We do not know how they arise.
We do not know why some of them progress to invasive cancers and some do not.
We do not know how to identify those that will and those that will not convert to invasive cancer.
We do not even have a consistently reliable way to find them.
We do not know for certain whether no-ink-on-margin suffices to excise any of them safely, or whether (as many doctors believe) that is just a matter of opinion.
We do not know why some recur and some do not.
We do not know why a woman is more likely to have a similar DCIS occur in the other boob, once it’s appeared in the first boob.
It’s also important to bear in mind that a doctor-patient relationship is not a parent-child relationship. Your doctor can tell you what she thinks you ought to do — she may even tell you that she does not know for sure what you ought to do. But you’re the one, ultimately, who has to decide what will be done.
If your doctor is working with all these unknowns, you as a person who is not an expert in cell biology or medicine are working with even more unknowns. All you can do is seek the advice of doctors and researchers who you think probably know what they’re talking about — to the extent that anyone knows what he’s talking about here — and then hold your nose and jump off the diving board.
Yesterday evening I learned something new from the St.
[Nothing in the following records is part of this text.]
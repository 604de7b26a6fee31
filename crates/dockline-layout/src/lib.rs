#![forbid(unsafe_code)]

//! Multi-splitter layout engine.
//!
//! A layout is a tree of rectangular items: leaves hold at most one opaque
//! guest payload, containers pack their visible children along a single
//! orientation, separated by a fixed gap, and span them across the other
//! axis. Hidden leaves stay in the tree as *placeholders* so a guest can be
//! restored to its previous position later.
//!
//! The engine is a pure geometric data structure: no rendering, no event
//! loop, no threads. It talks to the outside world through two narrow
//! seams — a [`HostSurface`] (the bounded region being laid out) and
//! [`Guest`]s (the leaf payloads) — and every operation completes
//! synchronously.
//!
//! ```no_run
//! use std::rc::Rc;
//! use dockline_layout::{LayoutTree, Location};
//! # use dockline_layout::host::HostSurface;
//! # fn host() -> Rc<dyn HostSurface> { unimplemented!() }
//!
//! let mut tree = LayoutTree::new(host());
//! let editor = tree.create_leaf("editor");
//! tree.insert_into_root(editor, Location::OnLeft);
//! let console = tree.create_leaf("console");
//! tree.insert_item(console, editor, Location::OnBottom);
//! assert!(tree.check_sanity());
//! ```

pub mod host;
pub mod item;
pub mod sizing;

pub use dockline_core::geometry::{Orientation, Point, Rect, Size};
pub use host::{Guest, HostSurface};
pub use item::{GrowthStrategy, ItemId, LayoutTree, RemoveMode};
pub use sizing::{
    HARD_MIN_HEIGHT, HARD_MIN_WIDTH, LengthOnSide, Location, SEPARATOR_THICKNESS, Side, SizingInfo,
};
#![forbid(unsafe_code)]

//! Sizing vocabulary: sides, insertion locations, and the per-item
//! geometric cache.

use dockline_core::geometry::{Orientation, Rect, Size};
use serde::{Deserialize, Serialize};

/// Gap in pixels between sibling visible children along a container's
/// orientation.
pub const SEPARATOR_THICKNESS: i32 = 5;

/// Absolute floor for any leaf's minimum width.
pub const HARD_MIN_WIDTH: i32 = 80;

/// Absolute floor for any leaf's minimum height.
pub const HARD_MIN_HEIGHT: i32 = 90;

/// Sentinel coordinate for "effectively unbounded" maximum sizes.
pub const LAYOUT_MAX_LENGTH: i32 = 16_777_215;

/// The absolute floor for any leaf's minimum size.
#[must_use]
pub const fn hard_minimum_size() -> Size {
    Size::new(HARD_MIN_WIDTH, HARD_MIN_HEIGHT)
}

/// Low/high edge of a container along its orientation.
///
/// `Side1` is left (horizontal) or top (vertical); `Side2` is right or
/// bottom.
#[derive(Debug, Clone, Copy, PartialEq, Eq, Serialize, Deserialize)]
#[serde(rename_all = "snake_case")]
pub enum Side {
    Side1,
    Side2,
}

/// Where to insert an item relative to an anchor (or a container edge).
#[derive(Debug, Clone, Copy, PartialEq, Eq, Serialize, Deserialize)]
#[serde(rename_all = "snake_case")]
pub enum Location {
    /// No placement. Mutators reject it; queries return an empty rect.
    None,
    OnLeft,
    OnTop,
    OnRight,
    OnBottom,
}

impl Location {
    /// The packing axis this location inserts along.
    #[must_use]
    pub const fn orientation(self) -> Option<Orientation> {
        match self {
            Self::None => None,
            Self::OnLeft | Self::OnRight => Some(Orientation::Horizontal),
            Self::OnTop | Self::OnBottom => Some(Orientation::Vertical),
        }
    }

    /// The edge this location inserts at.
    #[must_use]
    pub const fn side(self) -> Option<Side> {
        match self {
            Self::None => None,
            Self::OnLeft | Self::OnTop => Some(Side::Side1),
            Self::OnRight | Self::OnBottom => Some(Side::Side2),
        }
    }
}

/// Per-item geometric cache.
///
/// `geometry` is in parent-relative coordinates. `percentage_within_parent`
/// is the item's share of its parent's usable length, retained across
/// proportional resizes so consecutive resizes don't accumulate rounding
/// drift; it is `0.0` while the item is hidden.
#[derive(Debug, Clone, Copy, PartialEq, Serialize, Deserialize)]
pub struct SizingInfo {
    pub geometry: Rect,
    pub min_size: Size,
    pub max_size: Size,
    pub percentage_within_parent: f64,
    /// Transient: while set, the item is excluded from geometry accounting.
    pub is_being_inserted: bool,
}

impl Default for SizingInfo {
    fn default() -> Self {
        Self {
            geometry: Rect::default(),
            min_size: hard_minimum_size(),
            max_size: Size::new(LAYOUT_MAX_LENGTH, LAYOUT_MAX_LENGTH),
            percentage_within_parent: 0.0,
            is_being_inserted: false,
        }
    }
}

impl SizingInfo {
    /// Current extent along `o`.
    #[inline]
    #[must_use]
    pub const fn length(&self, o: Orientation) -> i32 {
        self.geometry.length(o)
    }

    /// Minimum extent along `o`.
    #[inline]
    #[must_use]
    pub const fn min_length(&self, o: Orientation) -> i32 {
        self.min_size.length(o)
    }

    /// Slack along `o`: current length minus minimum.
    #[inline]
    #[must_use]
    pub const fn available_length(&self, o: Orientation) -> i32 {
        self.length(o) - self.min_length(o)
    }

    /// How far below minimum the item currently is along `o` (clamped ≥ 0).
    #[inline]
    #[must_use]
    pub fn missing_length(&self, o: Orientation) -> i32 {
        (self.min_length(o) - self.length(o)).max(0)
    }

    /// Position of the near edge along `o`.
    #[inline]
    #[must_use]
    pub const fn pos(&self, o: Orientation) -> i32 {
        self.geometry.pos(o)
    }

    /// Replace the extent along `o`, position preserved.
    pub fn set_length(&mut self, len: i32, o: Orientation) {
        self.geometry = self.geometry.with_size(self.geometry.size().with_length(len, o));
    }

    /// Replace the near-edge position along `o`, size preserved.
    pub fn set_pos(&mut self, pos: i32, o: Orientation) {
        let mut top_left = self.geometry.top_left();
        match o {
            Orientation::Horizontal => top_left.x = pos,
            Orientation::Vertical => top_left.y = pos,
        }
        self.geometry = self.geometry.moved_to(top_left);
    }
}

/// Aggregate of a contiguous run of siblings on one side of an item.
#[derive(Debug, Clone, Copy, Default, PartialEq, Eq)]
pub struct LengthOnSide {
    pub length: i32,
    pub min_length: i32,
}

impl LengthOnSide {
    /// Slack the run can give up without violating minimums (clamped ≥ 0).
    #[inline]
    #[must_use]
    pub fn available(&self) -> i32 {
        (self.length - self.min_length).max(0)
    }

    /// Aggregate a run of sizing entries along `o`.
    #[must_use]
    pub fn over(sizes: &[SizingInfo], o: Orientation) -> Self {
        let mut result = Self::default();
        for size in sizes {
            result.length += size.length(o);
            result.min_length += size.min_length(o);
        }
        result
    }
}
Joe’s oncologist, BTW, which I’ll blog about later today, whenever what passes for my act is together.
BTW, here is the most comprehensive discussion of breast cancer in plain English that I have yet to find: http://www.nytimes.com/health/guides/disease/breast-cancer/print.html
I’m sorry, you got waaaaaay too technical for me in this one. But if I’m understanding you correctly, this is mostly good news. So glad to hear it!
Also, I love your sense of humor! You should be writing for Jon Stewart or The Colbert Report. (I prefer the Colbert Report.)
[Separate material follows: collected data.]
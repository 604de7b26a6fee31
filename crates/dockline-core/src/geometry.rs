#![forbid(unsafe_code)]

//! Geometric primitives.
//!
//! All coordinates are `i32` pixels, origin at top-left. Right and bottom
//! edges are exclusive. Layout arithmetic (grow/shrink deltas, coordinate
//! mapping) may transiently produce negative values, so the types are signed
//! throughout.

use serde::{Deserialize, Serialize};

/// Packing axis of a container.
#[derive(Debug, Clone, Copy, PartialEq, Eq, Hash, Serialize, Deserialize)]
#[serde(rename_all = "snake_case")]
pub enum Orientation {
    /// Children packed left to right.
    Horizontal,
    /// Children packed top to bottom.
    Vertical,
}

impl Orientation {
    /// The perpendicular axis.
    #[inline]
    #[must_use]
    pub const fn opposite(self) -> Self {
        match self {
            Self::Horizontal => Self::Vertical,
            Self::Vertical => Self::Horizontal,
        }
    }
}

/// A point in pixels.
#[derive(Debug, Clone, Copy, PartialEq, Eq, Default, Serialize, Deserialize)]
pub struct Point {
    pub x: i32,
    pub y: i32,
}

impl Point {
    /// Create a new point.
    #[inline]
    pub const fn new(x: i32, y: i32) -> Self {
        Self { x, y }
    }

    /// Coordinate along the given axis.
    #[inline]
    #[must_use]
    pub const fn pos(self, o: Orientation) -> i32 {
        match o {
            Orientation::Horizontal => self.x,
            Orientation::Vertical => self.y,
        }
    }

    /// Component-wise sum.
    #[inline]
    #[must_use]
    pub const fn translated(self, by: Point) -> Self {
        Self::new(self.x + by.x, self.y + by.y)
    }

    /// Component-wise difference.
    #[inline]
    #[must_use]
    pub const fn untranslated(self, by: Point) -> Self {
        Self::new(self.x - by.x, self.y - by.y)
    }
}

/// A size in pixels.
#[derive(Debug, Clone, Copy, PartialEq, Eq, Default, Serialize, Deserialize)]
pub struct Size {
    pub width: i32,
    pub height: i32,
}

impl Size {
    /// Create a new size.
    #[inline]
    pub const fn new(width: i32, height: i32) -> Self {
        Self { width, height }
    }

    /// Zero in both dimensions.
    pub const ZERO: Self = Self::new(0, 0);

    /// Check if either dimension is non-positive.
    #[inline]
    pub const fn is_empty(&self) -> bool {
        self.width <= 0 || self.height <= 0
    }

    /// Check if both dimensions are zero.
    #[inline]
    pub const fn is_zero(&self) -> bool {
        self.width == 0 && self.height == 0
    }

    /// Extent along the given axis.
    #[inline]
    #[must_use]
    pub const fn length(self, o: Orientation) -> i32 {
        match o {
            Orientation::Horizontal => self.width,
            Orientation::Vertical => self.height,
        }
    }

    /// Copy with the extent along `o` replaced.
    #[inline]
    #[must_use]
    pub const fn with_length(self, len: i32, o: Orientation) -> Self {
        match o {
            Orientation::Horizontal => Self::new(len, self.height),
            Orientation::Vertical => Self::new(self.width, len),
        }
    }

    /// Component-wise maximum.
    #[inline]
    #[must_use]
    pub fn expanded_to(self, other: Size) -> Self {
        Self::new(self.width.max(other.width), self.height.max(other.height))
    }

    /// Component-wise minimum.
    #[inline]
    #[must_use]
    pub fn bounded_to(self, other: Size) -> Self {
        Self::new(self.width.min(other.width), self.height.min(other.height))
    }

    /// Component-wise sum.
    #[inline]
    #[must_use]
    pub const fn grown_by(self, other: Size) -> Self {
        Self::new(self.width + other.width, self.height + other.height)
    }

    /// Component-wise difference.
    #[inline]
    #[must_use]
    pub const fn shrunk_by(self, other: Size) -> Self {
        Self::new(self.width - other.width, self.height - other.height)
    }
}

/// A rectangle for layout bounds and hit testing.
#[derive(Debug, Clone, Copy, PartialEq, Eq, Default, Serialize, Deserialize)]
pub struct Rect {
    /// Left edge (inclusive).
    pub x: i32,
    /// Top edge (inclusive).
    pub y: i32,
    /// Width in pixels.
    pub width: i32,
    /// Height in pixels.
    pub height: i32,
}

impl Rect {
    /// Create a new rectangle.
    #[inline]
    pub const fn new(x: i32, y: i32, width: i32, height: i32) -> Self {
        Self {
            x,
            y,
            width,
            height,
        }
    }

    /// Create a rectangle at the origin with the given size.
    #[inline]
    pub const fn from_size(size: Size) -> Self {
        Self::new(0, 0, size.width, size.height)
    }

    /// Create a rectangle from a top-left point and a size.
    #[inline]
    pub const fn from_point_size(top_left: Point, size: Size) -> Self {
        Self::new(top_left.x, top_left.y, size.width, size.height)
    }

    /// Left edge (inclusive). Alias for `self.x`.
    #[inline]
    pub const fn left(&self) -> i32 {
        self.x
    }

    /// Top edge (inclusive). Alias for `self.y`.
    #[inline]
    pub const fn top(&self) -> i32 {
        self.y
    }

    /// Right edge (exclusive).
    #[inline]
    pub const fn right(&self) -> i32 {
        self.x + self.width
    }

    /// Bottom edge (exclusive).
    #[inline]
    pub const fn bottom(&self) -> i32 {
        self.y + self.height
    }

    /// Top-left corner.
    #[inline]
    #[must_use]
    pub const fn top_left(&self) -> Point {
        Point::new(self.x, self.y)
    }

    /// Extent in both dimensions.
    #[inline]
    #[must_use]
    pub const fn size(&self) -> Size {
        Size::new(self.width, self.height)
    }

    /// Check if either dimension is non-positive.
    #[inline]
    pub const fn is_empty(&self) -> bool {
        self.width <= 0 || self.height <= 0
    }

    /// Extent along the given axis.
    #[inline]
    #[must_use]
    pub const fn length(&self, o: Orientation) -> i32 {
        self.size().length(o)
    }

    /// Position of the near edge along the given axis.
    #[inline]
    #[must_use]
    pub const fn pos(&self, o: Orientation) -> i32 {
        self.top_left().pos(o)
    }

    /// Position of the far (exclusive) edge along the given axis.
    #[inline]
    #[must_use]
    pub const fn end(&self, o: Orientation) -> i32 {
        self.pos(o) + self.length(o)
    }

    /// Check if a point is inside the rectangle.
    #[inline]
    pub const fn contains(&self, p: Point) -> bool {
        p.x >= self.x && p.x < self.right() && p.y >= self.y && p.y < self.bottom()
    }

    /// Check if another rectangle is fully inside this one.
    ///
    /// Empty rectangles contain nothing and are contained by nothing.
    #[inline]
    pub const fn contains_rect(&self, other: &Rect) -> bool {
        !self.is_empty()
            && !other.is_empty()
            && other.x >= self.x
            && other.y >= self.y
            && other.right() <= self.right()
            && other.bottom() <= self.bottom()
    }

    /// Copy with a new top-left corner, size preserved.
    #[inline]
    #[must_use]
    pub const fn moved_to(&self, top_left: Point) -> Self {
        Self::from_point_size(top_left, self.size())
    }

    /// Copy with a new size, position preserved.
    #[inline]
    #[must_use]
    pub const fn with_size(&self, size: Size) -> Self {
        Self::from_point_size(self.top_left(), size)
    }

    /// Copy shifted by an offset.
    #[inline]
    #[must_use]
    pub const fn translated(&self, by: Point) -> Self {
        Self::from_point_size(self.top_left().translated(by), self.size())
    }

    /// Copy with the near edge along `o` moved by `d_start` and the far edge
    /// moved by `d_end`.
    ///
    /// Positive deltas move both edges toward the far side: `(0, -n)` shrinks
    /// from the far edge, `(n, 0)` shrinks from the near edge.
    #[must_use]
    pub const fn adjusted_along(&self, o: Orientation, d_start: i32, d_end: i32) -> Self {
        match o {
            Orientation::Horizontal => Self::new(
                self.x + d_start,
                self.y,
                self.width + d_end - d_start,
                self.height,
            ),
            Orientation::Vertical => Self::new(
                self.x,
                self.y + d_start,
                self.width,
                self.height + d_end - d_start,
            ),
        }
    }

    /// Copy with the near edge along `o` at `pos`, far edge preserved.
    #[must_use]
    pub const fn with_near_edge(&self, o: Orientation, pos: i32) -> Self {
        match o {
            Orientation::Horizontal => Self::new(pos, self.y, self.right() - pos, self.height),
            Orientation::Vertical => Self::new(self.x, pos, self.width, self.bottom() - pos),
        }
    }

    /// Copy with the far (exclusive) edge along `o` at `end`, near edge
    /// preserved.
    #[must_use]
    pub const fn with_far_edge(&self, o: Orientation, end: i32) -> Self {
        match o {
            Orientation::Horizontal => Self::new(self.x, self.y, end - self.x, self.height),
            Orientation::Vertical => Self::new(self.x, self.y, self.width, end - self.y),
        }
    }

    /// Compute the intersection with another rectangle.
    ///
    /// Returns the default (empty) rectangle if there is no overlap.
    #[inline]
    pub fn intersection(&self, other: &Rect) -> Rect {
        let x = self.x.max(other.x);
        let y = self.y.max(other.y);
        let right = self.right().min(other.right());
        let bottom = self.bottom().min(other.bottom());

        if x < right && y < bottom {
            Rect::new(x, y, right - x, bottom - y)
        } else {
            Rect::default()
        }
    }

    /// The smallest rectangle containing both inputs.
    pub fn union(&self, other: &Rect) -> Rect {
        let x = self.x.min(other.x);
        let y = self.y.min(other.y);
        let right = self.right().max(other.right());
        let bottom = self.bottom().max(other.bottom());

        Rect::new(x, y, right - x, bottom - y)
    }
}

#[cfg(test)]
mod tests {
    use super::{Orientation, Point, Rect, Size};

    // --- Orientation ---

    #[test]
    fn orientation_opposite_is_involutive() {
        assert_eq!(Orientation::Horizontal.opposite(), Orientation::Vertical);
        assert_eq!(Orientation::Vertical.opposite(), Orientation::Horizontal);
        assert_eq!(
            Orientation::Horizontal.opposite().opposite(),
            Orientation::Horizontal
        );
    }

    // --- Point ---

    #[test]
    fn point_pos_projects_axis() {
        let p = Point::new(3, 9);
        assert_eq!(p.pos(Orientation::Horizontal), 3);
        assert_eq!(p.pos(Orientation::Vertical), 9);
    }

    #[test]
    fn point_translate_round_trips() {
        let p = Point::new(10, -4);
        let by = Point::new(-3, 7);
        assert_eq!(p.translated(by).untranslated(by), p);
    }

    // --- Size ---

    #[test]
    fn size_length_and_with_length() {
        let sz = Size::new(100, 60);
        assert_eq!(sz.length(Orientation::Horizontal), 100);
        assert_eq!(sz.length(Orientation::Vertical), 60);
        assert_eq!(sz.with_length(80, Orientation::Horizontal), Size::new(80, 60));
        assert_eq!(sz.with_length(80, Orientation::Vertical), Size::new(100, 80));
    }

    #[test]
    fn size_is_empty_on_non_positive() {
        assert!(Size::new(0, 10).is_empty());
        assert!(Size::new(10, 0).is_empty());
        assert!(Size::new(-5, 10).is_empty());
        assert!(!Size::new(1, 1).is_empty());
    }

    #[test]
    fn size_expanded_and_bounded() {
        let a = Size::new(100, 40);
        let b = Size::new(60, 90);
        assert_eq!(a.expanded_to(b), Size::new(100, 90));
        assert_eq!(a.bounded_to(b), Size::new(60, 40));
    }

    #[test]
    fn size_grow_shrink_round_trips() {
        let a = Size::new(300, 200);
        let d = Size::new(17, -6);
        assert_eq!(a.grown_by(d).shrunk_by(d), a);
    }

    // --- Rect accessors ---

    #[test]
    fn rect_edges_are_exclusive() {
        let r = Rect::new(10, 20, 30, 40);
        assert_eq!(r.left(), 10);
        assert_eq!(r.top(), 20);
        assert_eq!(r.right(), 40);
        assert_eq!(r.bottom(), 60);
        assert_eq!(r.end(Orientation::Horizontal), 40);
        assert_eq!(r.end(Orientation::Vertical), 60);
    }

    #[test]
    fn rect_contains_boundary_conditions() {
        let r = Rect::new(0, 0, 5, 5);
        assert!(r.contains(Point::new(0, 0)));
        assert!(r.contains(Point::new(4, 4)));
        assert!(!r.contains(Point::new(5, 0)));
        assert!(!r.contains(Point::new(0, 5)));
    }

    #[test]
    fn rect_contains_rect_requires_full_overlap() {
        let outer = Rect::new(0, 0, 100, 100);
        assert!(outer.contains_rect(&Rect::new(10, 10, 50, 50)));
        assert!(outer.contains_rect(&outer));
        assert!(!outer.contains_rect(&Rect::new(60, 60, 50, 50)));
        assert!(!outer.contains_rect(&Rect::new(0, 0, 0, 10)));
    }

    // --- Rect algebra ---

    #[test]
    fn rect_intersection_overlaps() {
        let a = Rect::new(0, 0, 4, 4);
        let b = Rect::new(2, 2, 4, 4);
        assert_eq!(a.intersection(&b), Rect::new(2, 2, 2, 2));
    }

    #[test]
    fn rect_intersection_adjacent_is_empty() {
        let a = Rect::new(0, 0, 5, 5);
        let b = Rect::new(5, 0, 5, 5);
        assert!(a.intersection(&b).is_empty());
    }

    #[test]
    fn rect_union_contains_both() {
        let a = Rect::new(0, 0, 5, 5);
        let b = Rect::new(3, 3, 5, 5);
        let u = a.union(&b);
        assert_eq!(u, Rect::new(0, 0, 8, 8));
        assert!(u.contains_rect(&a));
        assert!(u.contains_rect(&b));
    }

    // --- Edge adjustment ---

    #[test]
    fn rect_adjusted_along_shrinks_far_edge() {
        let r = Rect::new(0, 0, 100, 60);
        let shrunk = r.adjusted_along(Orientation::Horizontal, 0, -20);
        assert_eq!(shrunk, Rect::new(0, 0, 80, 60));
    }

    #[test]
    fn rect_adjusted_along_shrinks_near_edge() {
        let r = Rect::new(10, 10, 100, 60);
        let shrunk = r.adjusted_along(Orientation::Vertical, 20, 0);
        assert_eq!(shrunk, Rect::new(10, 30, 100, 40));
    }

    #[test]
    fn rect_near_far_edge_setters_preserve_opposite_edge() {
        let r = Rect::new(10, 10, 100, 60);
        let near = r.with_near_edge(Orientation::Horizontal, 30);
        assert_eq!(near, Rect::new(30, 10, 80, 60));
        assert_eq!(near.right(), r.right());

        let far = r.with_far_edge(Orientation::Vertical, 50);
        assert_eq!(far, Rect::new(10, 10, 100, 40));
        assert_eq!(far.top(), r.top());
    }

    // --- Mapping helpers ---

    #[test]
    fn rect_translated_moves_without_resizing() {
        let r = Rect::new(5, 5, 20, 30);
        let t = r.translated(Point::new(-5, 10));
        assert_eq!(t, Rect::new(0, 15, 20, 30));
        assert_eq!(t.size(), r.size());
    }

    #[test]
    fn rect_moved_to_and_with_size() {
        let r = Rect::new(5, 5, 20, 30);
        assert_eq!(r.moved_to(Point::new(0, 0)), Rect::new(0, 0, 20, 30));
        assert_eq!(r.with_size(Size::new(7, 8)), Rect::new(5, 5, 7, 8));
    }

    // --- Serde shape ---

    #[test]
    fn rect_serializes_as_flat_object() {
        let json = serde_json::to_value(Rect::new(1, 2, 3, 4)).expect("rect should serialize");
        assert_eq!(json["x"], 1);
        assert_eq!(json["y"], 2);
        assert_eq!(json["width"], 3);
        assert_eq!(json["height"], 4);
    }

    #[test]
    fn orientation_serializes_snake_case() {
        let json =
            serde_json::to_value(Orientation::Horizontal).expect("orientation should serialize");
        assert_eq!(json, serde_json::json!("horizontal"));
    }
}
It seems technical, but it’s not as difficult as one thinks. You can help yourself to understand the science, when it appears in science journals or on websites targeted to professionals, by going first to the abstract and then to one of the paper’s concluding sections.
Scientific papers have a set format: Abstract, Purpose (or Problem), Methods, Results, Conclusions or Discussion.
The abstract summarizes all of these in a nutshell. The results section usually states, succinctly, what the researchers believe to be the important insights, discoveries, or outcome of the study. The discussion may reflect on the study’s practical implications, and it usually will describe the study’s limitations. Most of this is presented in mind-numbingly dry language whose technicalities may or may not be over the average reader’s head. But you usually can find the key information, presented in an understandable way, in the Abstract and again in Results.
In terms of the nature of the news: it’s unclear. The entire situation is so ambiguous, it’s difficult for any of us to know what is good news and what is not. I do not relish the prospect of taking a drug that has very dangerous side effects for five years. On the other hand, I’d rather not have my boob removed.
We may be presented with the question of whether I would like to take some large risks for the privilege of leaving my body mostly intact, or whether I would like to lose a breast for the privilege of continuing to live drug-free and knowing no cancer will ever arise from the entity that has been found.
“Cutely perkier” on the troubled boob. I love it.
I would walk around town sticking that one out. 😀
LOL! I could scare small children doing that. Or old men!